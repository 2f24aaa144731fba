pub mod broker;
pub mod consumer;
pub mod dispatcher;
pub mod error;
pub mod memory;
pub mod publisher;
pub mod rabbitmq;
pub mod topology;

pub use broker::{AckDecision, DeliveryAcker, DeliveryStream, InboundDelivery, MessageBroker, OutboundMessage};
pub use consumer::EventConsumer;
pub use dispatcher::{EventDispatcher, EventHandler, HandlerError};
pub use error::MessagingError;
pub use memory::{DeadLetter, InMemoryBroker, Settlement};
pub use publisher::EventPublisher;
pub use rabbitmq::RabbitMqBroker;
pub use topology::{routing, Topology, APPOINTMENTS_EXCHANGE, NOTIFICATIONS_EXCHANGE};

━━━━━━

• _REQUIRED WORK_
Provide a faithful, complete copy of the entries above.

• _RESULT_
repository 2f24aaa144731fba
pub mod broker;
pub mod consumer;
pub mod dispatcher;
pub mod error;
pub mod memory;
pub mod publisher;
pub mod rabbitmq;
pub mod topology;

pub use broker::{AckDecision, DeliveryAcker, DeliveryStream, InboundDelivery, MessageBroker, OutboundMessage};
pub use consumer::EventConsumer;
pub use dispatcher::{EventDispatcher, EventHandler, HandlerError};
pub use error::MessagingError;
pub use memory::{DeadLetter, InMemoryBroker, Settlement};
pub use publisher::EventPublisher;
pub use rabbitmq::RabbitMqBroker;
pub use topology::{routing, Topology, APPOINTMENTS_EXCHANGE, NOTIFICATIONS_EXCHANGE};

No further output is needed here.